APICS Atlanta Employment and Recruitment Coordinator
Article appeared in the November 2000 APICS-Atlanta newsletter
Most of you are witnesses to my assertion last year that the currently tight candidate market is costing the U.S. economy billions of dollars based upon the number of positions that are going unfilled or taking longer to fill than they should. Congress agrees with me and is considering authorizing another 80,000 temporary visas for skilled foreign workers to enter the US job market.
Still, there are some things we can do ourselves to help stop the hemorrhage and to fill our open positions more quickly:
- We can adopt a Customer Service approach to recruiting. Give up the, "Wait in line," "We will be back to you when we are ready to get back to you," attitude.
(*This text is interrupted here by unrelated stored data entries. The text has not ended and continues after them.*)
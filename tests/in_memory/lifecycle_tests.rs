//! Full-lifecycle flows: create, edit, soft delete, list.

use super::helpers::{
    assert_dense, memory_service, quick_request, ranks, seed_tasks, titles,
};
use taskrank::tasklist::domain::{
    LifecycleState, OwnerId, Priority, TaskBody, TaskId, TaskPatch, TaskTitle,
};
use taskrank::tasklist::ports::TaskStoreError;
use taskrank::tasklist::services::TaskListError;

#[tokio::test(flavor = "multi_thread")]
async fn listing_an_unknown_owner_is_empty() {
    let service = memory_service();
    let listed = service
        .list(OwnerId::new())
        .await
        .expect("listing should succeed");
    assert!(listed.is_empty());
}

#[tokio::test(flavor = "multi_thread")]
async fn lists_are_isolated_per_owner() {
    let service = memory_service();
    let alice = OwnerId::new();
    let bob = OwnerId::new();

    seed_tasks(&service, alice, &["Alice 1", "Alice 2"]).await;
    seed_tasks(&service, bob, &["Bob 1"]).await;

    let alice_tasks = service.list(alice).await.expect("listing should succeed");
    let bob_tasks = service.list(bob).await.expect("listing should succeed");

    assert_eq!(titles(&alice_tasks), vec!["Alice 1", "Alice 2"]);
    assert_eq!(titles(&bob_tasks), vec!["Bob 1"]);
    // Bob's list starts at rank 1 regardless of Alice's.
    assert_eq!(ranks(&bob_tasks), vec![1]);
}

#[tokio::test(flavor = "multi_thread")]
async fn identifiers_are_unique_across_owners() {
    let service = memory_service();
    let alice = OwnerId::new();
    let bob = OwnerId::new();

    let mut ids = Vec::new();
    for task in seed_tasks(&service, alice, &["A1", "A2"]).await {
        ids.push(task.id());
    }
    for task in seed_tasks(&service, bob, &["B1", "B2"]).await {
        ids.push(task.id());
    }

    let mut deduplicated = ids.clone();
    deduplicated.sort_unstable();
    deduplicated.dedup();
    assert_eq!(deduplicated.len(), ids.len(), "identifiers must be unique");
}

#[tokio::test(flavor = "multi_thread")]
async fn editing_fields_preserves_the_listing_order() {
    let service = memory_service();
    let owner = OwnerId::new();
    let created = seed_tasks(&service, owner, &["A", "B", "C"]).await;
    let middle = created.get(1).expect("three tasks created");

    let patch = TaskPatch::new()
        .with_title(TaskTitle::new("B, but urgent").expect("valid title"))
        .with_body(TaskBody::new("now with details").expect("valid body"))
        .with_priority(Priority::Urgent);
    service
        .edit(owner, middle.id(), patch)
        .await
        .expect("edit should succeed");

    let listed = service.list(owner).await.expect("listing should succeed");
    assert_eq!(titles(&listed), vec!["A", "B, but urgent", "C"]);
    assert_dense(&listed);
}

#[tokio::test(flavor = "multi_thread")]
async fn completing_a_task_keeps_it_listed() {
    let service = memory_service();
    let owner = OwnerId::new();
    let created = seed_tasks(&service, owner, &["Done soon"]).await;
    let only = created.first().expect("one task created");

    let patch = TaskPatch::new()
        .with_state(LifecycleState::Completed)
        .expect("completed is an active state");
    service
        .edit(owner, only.id(), patch)
        .await
        .expect("edit should succeed");

    let listed = service.list(owner).await.expect("listing should succeed");
    assert_eq!(listed.len(), 1);
    assert_eq!(
        listed.first().expect("one task listed").state(),
        LifecycleState::Completed
    );
}

#[tokio::test(flavor = "multi_thread")]
async fn deleting_the_head_renumbers_the_rest() {
    let service = memory_service();
    let owner = OwnerId::new();
    let created = seed_tasks(&service, owner, &["A", "B", "C"]).await;
    let head = created.first().expect("three tasks created");

    service
        .soft_delete(owner, head.id())
        .await
        .expect("soft delete should succeed");

    let listed = service.list(owner).await.expect("listing should succeed");
    assert_eq!(titles(&listed), vec!["B", "C"]);
    assert_dense(&listed);
}

#[tokio::test(flavor = "multi_thread")]
async fn deleting_the_tail_needs_no_renumbering() {
    let service = memory_service();
    let owner = OwnerId::new();
    let created = seed_tasks(&service, owner, &["A", "B", "C"]).await;
    let tail = created.get(2).expect("three tasks created");

    service
        .soft_delete(owner, tail.id())
        .await
        .expect("soft delete should succeed");

    let listed = service.list(owner).await.expect("listing should succeed");
    assert_eq!(titles(&listed), vec!["A", "B"]);
    assert_dense(&listed);
}

#[tokio::test(flavor = "multi_thread")]
async fn creating_after_a_delete_reuses_the_freed_tail_rank() {
    let service = memory_service();
    let owner = OwnerId::new();
    let created = seed_tasks(&service, owner, &["A", "B", "C"]).await;
    let middle = created.get(1).expect("three tasks created");

    service
        .soft_delete(owner, middle.id())
        .await
        .expect("soft delete should succeed");
    seed_tasks(&service, owner, &["D"]).await;

    let listed = service.list(owner).await.expect("listing should succeed");
    assert_eq!(titles(&listed), vec!["A", "C", "D"]);
    assert_dense(&listed);
}

#[tokio::test(flavor = "multi_thread")]
async fn operations_on_missing_tasks_report_not_found() {
    let service = memory_service();
    let owner = OwnerId::new();
    seed_tasks(&service, owner, &["Only"]).await;
    let ghost = TaskId::new(404);

    let edit = service.edit(owner, ghost, TaskPatch::new()).await;
    let delete = service.soft_delete(owner, ghost).await;

    assert!(matches!(
        edit,
        Err(TaskListError::Store(TaskStoreError::NotFound { .. }))
    ));
    assert!(matches!(
        delete,
        Err(TaskListError::Store(TaskStoreError::NotFound { .. }))
    ));
}

#[tokio::test(flavor = "multi_thread")]
async fn a_deleted_task_is_invisible_to_every_read() {
    let service = memory_service();
    let owner = OwnerId::new();
    let created = seed_tasks(&service, owner, &["Ephemeral"]).await;
    let only = created.first().expect("one task created");

    service
        .soft_delete(owner, only.id())
        .await
        .expect("soft delete should succeed");

    let listed = service.list(owner).await.expect("listing should succeed");
    assert!(listed.is_empty());

    // The tombstone is still editable; deletion is soft.
    let patch = TaskPatch::new().with_priority(Priority::Low);
    let edited = service
        .edit(owner, only.id(), patch)
        .await
        .expect("editing a tombstone should succeed");
    assert_eq!(edited.state(), LifecycleState::Deleted);
}

#[tokio::test(flavor = "multi_thread")]
async fn create_validation_failures_leave_the_list_untouched() {
    let service = memory_service();
    let owner = OwnerId::new();
    seed_tasks(&service, owner, &["Sound"]).await;

    let result = service.create(quick_request(owner, "  ")).await;
    assert!(matches!(result, Err(TaskListError::Validation(_))));

    let listed = service.list(owner).await.expect("listing should succeed");
    assert_eq!(titles(&listed), vec!["Sound"]);
    assert_dense(&listed);
}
Today's candidates will not put up with it.
- We can question the value of hiring procedures that are unnecessarily drawn out and which cause us to lose good candidates to more flexible and agile companies. Unwanted is the three interviews with preliminary testing, then a trip to the psychologist for complete testing, followed by a visit to Headquarters, and a final interview, drug screening, and the offer interview, and an added trip in just to fill out an application.
- We can re-evaluate our knock-out factors and screen-out methods, that may have worked when there was an unlimited supply of candidates, but now inappropriately limit the group of individuals we can properly consider and evaluate.
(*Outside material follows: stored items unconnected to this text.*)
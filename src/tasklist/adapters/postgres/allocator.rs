//! `PostgreSQL` identity allocator backed by a durable high-water mark.

use super::schema::id_high_water;
use super::store::TaskPgPool;
use crate::tasklist::domain::TaskId;
use crate::tasklist::ports::{IdAllocator, IdAllocatorError, IdAllocatorResult};
use async_trait::async_trait;

use diesel::prelude::*;

/// Identity allocator issuing identifiers from a single-row counter table.
///
/// Allocation is one `UPDATE … RETURNING` statement, so the
/// read-increment step is atomic at the database and concurrent callers
/// across processes never observe the same value.
#[derive(Debug, Clone)]
pub struct PostgresIdAllocator {
    pool: TaskPgPool,
}

impl PostgresIdAllocator {
    /// Creates a new allocator from a `PostgreSQL` connection pool.
    #[must_use]
    pub const fn new(pool: TaskPgPool) -> Self {
        Self { pool }
    }
}

#[async_trait]
impl IdAllocator for PostgresIdAllocator {
    async fn next_id(&self) -> IdAllocatorResult<TaskId> {
        let pool = self.pool.clone();
        tokio::task::spawn_blocking(move || {
            let mut connection = pool.get().map_err(IdAllocatorError::unavailable)?;
            let issued: i64 = diesel::update(id_high_water::table)
                .set(id_high_water::last_id.eq(id_high_water::last_id + 1))
                .returning(id_high_water::last_id)
                .get_result(&mut connection)
                .map_err(IdAllocatorError::unavailable)?;
            Ok(TaskId::new(issued))
        })
        .await
        .map_err(IdAllocatorError::unavailable)?
    }
}
//! Reorder behaviour: block shifts, boundaries, and rejection.

use super::helpers::{assert_dense, memory_service, pos, seed_tasks, titles};
use rstest::rstest;
use taskrank::tasklist::domain::OwnerId;
use taskrank::tasklist::ports::TaskStoreError;
use taskrank::tasklist::services::TaskListError;

const FIVE: [&str; 5] = ["A", "B", "C", "D", "E"];

#[rstest]
#[case(4, 2, &["A", "D", "B", "C", "E"])]
#[case(2, 4, &["A", "C", "D", "B", "E"])]
#[case(5, 1, &["E", "A", "B", "C", "D"])]
#[case(1, 5, &["B", "C", "D", "E", "A"])]
#[case(3, 3, &["A", "B", "C", "D", "E"])]
#[tokio::test(flavor = "multi_thread")]
async fn moving_a_task_shifts_exactly_the_block_between_the_ranks(
    #[case] from: u32,
    #[case] to: u32,
    #[case] expected: &[&str],
) {
    let service = memory_service();
    let owner = OwnerId::new();
    let created = seed_tasks(&service, owner, &FIVE).await;
    let index = usize::try_from(from - 1).expect("rank fits usize");
    let target = created.get(index).expect("five tasks created");

    service
        .reorder(owner, target.id(), pos(to))
        .await
        .expect("reorder should succeed");

    let listed = service.list(owner).await.expect("listing should succeed");
    assert_eq!(titles(&listed), expected);
    assert_dense(&listed);
}

#[tokio::test(flavor = "multi_thread")]
async fn a_noop_reorder_changes_no_ranks() {
    let service = memory_service();
    let owner = OwnerId::new();
    let created = seed_tasks(&service, owner, &FIVE).await;
    let third = created.get(2).expect("five tasks created");
    let before = service.list(owner).await.expect("listing should succeed");

    service
        .reorder(owner, third.id(), pos(3))
        .await
        .expect("reorder should succeed");

    let after = service.list(owner).await.expect("listing should succeed");
    let before_ids: Vec<_> = before.iter().map(|task| (task.id(), task.position())).collect();
    let after_ids: Vec<_> = after.iter().map(|task| (task.id(), task.position())).collect();
    assert_eq!(before_ids, after_ids);
}

#[tokio::test(flavor = "multi_thread")]
async fn repeated_reorders_keep_ranks_dense() {
    let service = memory_service();
    let owner = OwnerId::new();
    let created = seed_tasks(&service, owner, &FIVE).await;

    for (index, to) in [(0_usize, 5_u32), (2, 1), (4, 3), (1, 4)] {
        let target = created.get(index).expect("five tasks created");
        service
            .reorder(owner, target.id(), pos(to))
            .await
            .expect("reorder should succeed");
        let listed = service.list(owner).await.expect("listing should succeed");
        assert_dense(&listed);
    }
}

#[tokio::test(flavor = "multi_thread")]
async fn reorder_rejects_ranks_past_the_active_tail() {
    let service = memory_service();
    let owner = OwnerId::new();
    let created = seed_tasks(&service, owner, &["A", "B", "C"]).await;
    let head = created.first().expect("three tasks created");

    let result = service.reorder(owner, head.id(), pos(4)).await;

    assert!(matches!(
        result,
        Err(TaskListError::Store(TaskStoreError::PositionOutOfRange {
            len: 3,
            ..
        }))
    ));
    // Rejection applies nothing.
    let listed = service.list(owner).await.expect("listing should succeed");
    assert_eq!(titles(&listed), vec!["A", "B", "C"]);
    assert_dense(&listed);
}

#[tokio::test(flavor = "multi_thread")]
async fn reorder_is_scoped_to_the_owner() {
    let service = memory_service();
    let owner = OwnerId::new();
    let stranger = OwnerId::new();
    let created = seed_tasks(&service, owner, &["A", "B"]).await;
    let head = created.first().expect("two tasks created");
    seed_tasks(&service, stranger, &["X"]).await;

    let result = service.reorder(stranger, head.id(), pos(1)).await;

    assert!(matches!(
        result,
        Err(TaskListError::Store(TaskStoreError::NotFound { .. }))
    ));
}

#[tokio::test(flavor = "multi_thread")]
async fn the_active_range_shrinks_with_soft_deletes() {
    let service = memory_service();
    let owner = OwnerId::new();
    let created = seed_tasks(&service, owner, &["A", "B", "C"]).await;
    let tail = created.get(2).expect("three tasks created");
    service
        .soft_delete(owner, tail.id())
        .await
        .expect("soft delete should succeed");

    // Rank 3 no longer exists; the reorder must be rejected.
    let head = created.first().expect("three tasks created");
    let result = service.reorder(owner, head.id(), pos(3)).await;

    assert!(matches!(
        result,
        Err(TaskListError::Store(TaskStoreError::PositionOutOfRange {
            len: 2,
            ..
        }))
    ));
}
- We can raise the status of recruiting above being the duty of an entry level HR Generalist with one year experience. Our recruiters will need to be more like the search firms in identifying and following the careers of potential employees; to know where they are when we need them, and even have had an ongoing relationship with them.
- We can have the interviewing team prepared and organized for the candidate interview and adopt timely and objective candidate evaluation systems. Candidates comment to me, "They were so disorganized, I would not go to work there." At least look at the candidate's resume or "fact sheet" before the interview begins.
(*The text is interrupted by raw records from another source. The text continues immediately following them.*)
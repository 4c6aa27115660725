//! Ordered task list maintenance.
//!
//! This module implements the two cooperating components of the task list
//! core: the identity allocator, which issues globally unique and
//! monotonically increasing task identifiers, and the ordered list manager,
//! which owns each owner's dense sequence-position space across the create,
//! edit, soft-delete, and reorder operations. Same-owner mutations are
//! serialised by the adapters; different owners never contend. The module
//! follows hexagonal architecture:
//!
//! - Domain types in [`domain`]
//! - Port contracts in [`ports`]
//! - Adapter implementations in [`adapters`]
//! - Orchestration services in [`services`]

pub mod adapters;
pub mod domain;
pub mod ports;
pub mod services;

#[cfg(test)]
mod tests;
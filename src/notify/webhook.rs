use std::time::Duration;

use reqwest::Client;
use serde::Deserialize;

use super::{format_message, Notifier};
use crate::error::DeliveryError;
use crate::extract::types::AdvertRecord;

/// Which chat service's incoming-webhook body to produce.
#[derive(Debug, Clone, Copy, Default, PartialEq, Eq, Deserialize)]
#[serde(rename_all = "lowercase")]
pub enum WebhookFlavor {
    /// `{"text": "..."}`
    #[default]
    Slack,
    /// `{"content": "..."}`
    Discord,
}

impl WebhookFlavor {
    fn body(self, text: String) -> serde_json::Value {
        match self {
            WebhookFlavor::Slack => serde_json::json!({ "text": text }),
            WebhookFlavor::Discord => serde_json::json!({ "content": text }),
        }
    }
}

#[derive(Clone)]
pub struct WebhookNotifier {
    webhook_url: String,
    flavor: WebhookFlavor,
    client: Client,
    timeout: Duration,
}

impl WebhookNotifier {
    pub fn new(webhook_url: String) -> Self {
        Self {
            webhook_url,
            flavor: WebhookFlavor::default(),
            client: Client::new(),
            timeout: Duration::from_secs(10),
        }
    }

    pub fn with_flavor(mut self, flavor: WebhookFlavor) -> Self {
        self.flavor = flavor;
        self
    }

    pub fn with_timeout(mut self, timeout: Duration) -> Self {
        self.timeout = timeout;
        self
    }

    /// One POST, no retries.
    pub async fn deliver(&self, text: String) -> Result<(), DeliveryError> {
        let rsp = self
            .client
            .post(&self.webhook_url)
            .timeout(self.timeout)
            .json(&self.flavor.body(text))
            .send()
            .await?;

        let status = rsp.status();
        tracing::debug!(status = %status, "webhook response");
        if !status.is_success() {
            return Err(DeliveryError::Status(status));
        }
        Ok(())
    }
}

#[async_trait::async_trait]
impl Notifier for WebhookNotifier {
    async fn send(&self, record: &AdvertRecord) -> bool {
        match self.deliver(format_message(record)).await {
            Ok(()) => {
                tracing::info!(
                    portal = %record.source_id,
                    external_id = %record.external_id,
                    "notification sent"
                );
                true
            }
            Err(e) => {
                tracing::warn!(
                    portal = %record.source_id,
                    external_id = %record.external_id,
                    error = %e,
                    "notification not delivered"
                );
                false
            }
        }
    }
}

#[cfg(test)]
mod tests {
    use super::*;

    #[test]
    fn flavors_use_their_text_field() {
        assert_eq!(
            WebhookFlavor::Slack.body("hi".into()),
            serde_json::json!({"text": "hi"})
        );
        assert_eq!(
            WebhookFlavor::Discord.body("hi".into()),
            serde_json::json!({"content": "hi"})
        );
    }

    #[test]
    fn flavor_parses_lowercase() {
        let f: WebhookFlavor = serde_json::from_str(r#""discord""#).unwrap();
        assert_eq!(f, WebhookFlavor::Discord);
    }

    #[tokio::test]
    async fn unreachable_webhook_reports_false() {
        let n = WebhookNotifier::new("http://127.0.0.1:9/hook".into())
            .with_timeout(Duration::from_secs(2));
        let rec = AdvertRecord {
            source_id: "x".into(),
            external_id: "1".into(),
            title: "Desk".into(),
            url: "https://x/1".into(),
            price: None,
        };
        assert!(!n.send(&rec).await);
    }
}
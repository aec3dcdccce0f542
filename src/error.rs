//! Typed errors for the scan pipeline.
//!
//! Each failure class is contained at the smallest scope that keeps the scan
//! moving: a target, a listing, or a delivery. Only `ConfigError` and store
//! initialization failures are fatal, and only at startup.

use std::path::PathBuf;

use thiserror::Error;

/// Configuration file missing, unreadable, or semantically invalid.
#[derive(Debug, Error)]
pub enum ConfigError {
    #[error("no configuration file found (tried {tried})")]
    NotFound { tried: String },

    #[error("reading config from {path}: {source}")]
    Read {
        path: PathBuf,
        #[source]
        source: std::io::Error,
    },

    #[error("parsing config {path}: {message}")]
    Parse { path: PathBuf, message: String },

    #[error("invalid config: {0}")]
    Invalid(String),
}

/// A single target could not be turned into page content.
#[derive(Debug, Error)]
pub enum FetchError {
    #[error("request to {target} failed: {source}")]
    Request {
        target: String,
        #[source]
        source: reqwest::Error,
    },

    #[error("{target} answered HTTP {status}")]
    Status {
        target: String,
        status: reqwest::StatusCode,
    },

    #[error("invalid target url {target}: {message}")]
    InvalidTarget { target: String, message: String },

    #[error("no parse rule registered for portal {portal:?}")]
    UnknownPortal { portal: String },
}

/// One listing on an otherwise readable page lacked a required field.
#[derive(Debug, Clone, PartialEq, Eq, Error)]
#[error("{portal}: listing #{index} has no usable {field}")]
pub struct ParseError {
    pub portal: &'static str,
    pub index: usize,
    pub field: &'static str,
}

#[derive(Debug, Error)]
pub enum StoreError {
    #[error("advert {source_id}/{external_id} is already stored")]
    Conflict {
        source_id: String,
        external_id: String,
    },

    #[error("sqlite: {0}")]
    Sqlite(#[from] rusqlite::Error),

    #[error("preparing database location: {0}")]
    Io(#[from] std::io::Error),
}

impl StoreError {
    pub fn is_conflict(&self) -> bool {
        matches!(self, StoreError::Conflict { .. })
    }
}

/// The webhook did not accept a notification.
#[derive(Debug, Error)]
pub enum DeliveryError {
    #[error("webhook request failed: {0}")]
    Request(#[from] reqwest::Error),

    #[error("webhook answered HTTP {0}")]
    Status(reqwest::StatusCode),
}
- We can extend basic civility to the hiring process by starting interviews on time and by not making the candidate wait unnecessarily long between seeing the various interviewers.
- We can pay greater attention to our current employees and prevent them from walking. In spite of old mores, we can try to recruit back ex-employees who already know our culture and we know their capabilities.
- We can develop internal training programs to qualify our own employees for the new, higher skill jobs. It may be a skill gap, not a body shortage.
- We can even have the CEO personally sit down and call a wavering candidate or resigning employee. Bill Gates does it.